Here we still keep our revert pass (which initializes an offscreen buffer). We also let the user actively choose how many iterations of reaction and diffusion (passes “simulate01” and “simulate10”) to perform each frame.

Our third and final looping example is from “scene_EasyBake.fx” and demonstrates the ability to push the loop count back into the shader function (in this case, to place instances of a model in varying locations). We declare a global value that will define the number of iterations, and also a global value into which we will be passing-back each current loop’s count:

float gThisInstance <

string UIWidget = "none"; >; // loop counter, hidden

then in the technique Script:

< string Script =

"Pass=bake;"

"RenderColorTarget0=;"

"RenderDepthStencilTarget=;"

"ClearSetColor=ClearColor;"

"ClearSetDepth=ClearDepth;"

"Clear=Color;"

"Clear=Depth;"

"LoopByCount=gNInstances;"

"LoopGetIndex=gThisInstance;"

"Pass=useBakedLighting;"

"LoopEnd;"; >

Here we see the loop iteration count set by gNInstances, and a new Script command, “LoopGetIndex” is used to set the value of the global parameter gThisInstance. That parameter can be used in any way by any passes (in this case, “useBakedLighting”) within the loop.

Here is the vertex shader declared by the “useBakedLighting” pass declaration itself:

VertexShader = compile vs_2_0 instancesVS(gXvpXf,

gThisInstance,

gNInstance,

gSpacing);

The value gThisInstance is passed along like any other, and “instancesVS()” can use the value to determine the position of each different instance.

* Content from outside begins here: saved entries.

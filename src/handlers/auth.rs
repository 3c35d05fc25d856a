use std::sync::Arc;

use axum::{
    http::header,
    response::{IntoResponse, Redirect, Response},
    Extension, Json,
};

use crate::{
    authentication::{
        clear_session_cookie, issue_session_token, session_cookie, verify_password_argon2,
        AdminSession, MaybeAdmin,
    },
    data_formats::{LoginRequest, Validate},
    db_helpers::get_admin,
    errors::RequestError,
    redirects::RedirectBack,
    AppContext,
};

// ----------------- Session Handlers -----------------
pub async fn login(
    Extension(ctx): Extension<Arc<AppContext>>,
    maybe_admin: MaybeAdmin,
    back: RedirectBack,
    Json(request): Json<LoginRequest>,
) -> Result<Response, RequestError> {
    if maybe_admin.is_authenticated() {
        return Ok(Redirect::to("/").into_response());
    }
    request.validate()?;

    let admin = match get_admin(&ctx.pool).await? {
        Some(admin) => admin,
        None => return Err(RequestError::RunTimeError("No account found.")),
    };
    let is_password_correct = verify_password_argon2(request.password, &admin.password_hash)
        .await
        .map_err(|e| {
            tracing::error!(error = %e, "password verification failed");
            RequestError::ServerError
        })?;
    if admin.username != request.username || !is_password_correct {
        tracing::info!(username = %request.username, "rejected login");
        return Err(RequestError::RunTimeError("Invalid username or password."));
    }

    let token = issue_session_token(&ctx.config.secret_key, admin.id, request.remember)
        .map_err(|e| {
            tracing::error!(error = %e, "could not issue session token");
            RequestError::ServerError
        })?;
    tracing::info!(admin = admin.id, "admin logged in");
    Ok((
        [(header::SET_COOKIE, session_cookie(&token, request.remember))],
        back.to("/"),
    )
        .into_response())
}

pub async fn logout(session: AdminSession, back: RedirectBack) -> impl IntoResponse {
    tracing::info!(admin = session.id, "admin logged out");
    ([(header::SET_COOKIE, clear_session_cookie())], back.to("/"))
}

Pass Scripting and Rendering to Texture

Pass scripting, like technique scripting, can assign render targets and execute clear commands. It can be tough to decide if you should assign the targets in the technique Script or in the pass Script – in general, the method chosen for the NVIDIA Shader library has been: passes that use off-screen targets assign their own targets, while handling of the global-scope framebuffer is done by the technique. There is no hard and fast rule, but in general that has been the easiest to manage and debug.

RenderTargets are a piece of the rendering state, and there is no state stack – that is, if a pass assigns a “RenderColorTarget,” that target won’t “pop” or reset when the pass is completed – its assignment will remain, until explicitly reset by the same pass, the technique, or another pass. Are you unexpectedly rendering a black frame? Make sure you’re rendering where you think!

(Note too that if you want your Script to reassign the RenderTarget after the Geometry has drawn, that’s also okay).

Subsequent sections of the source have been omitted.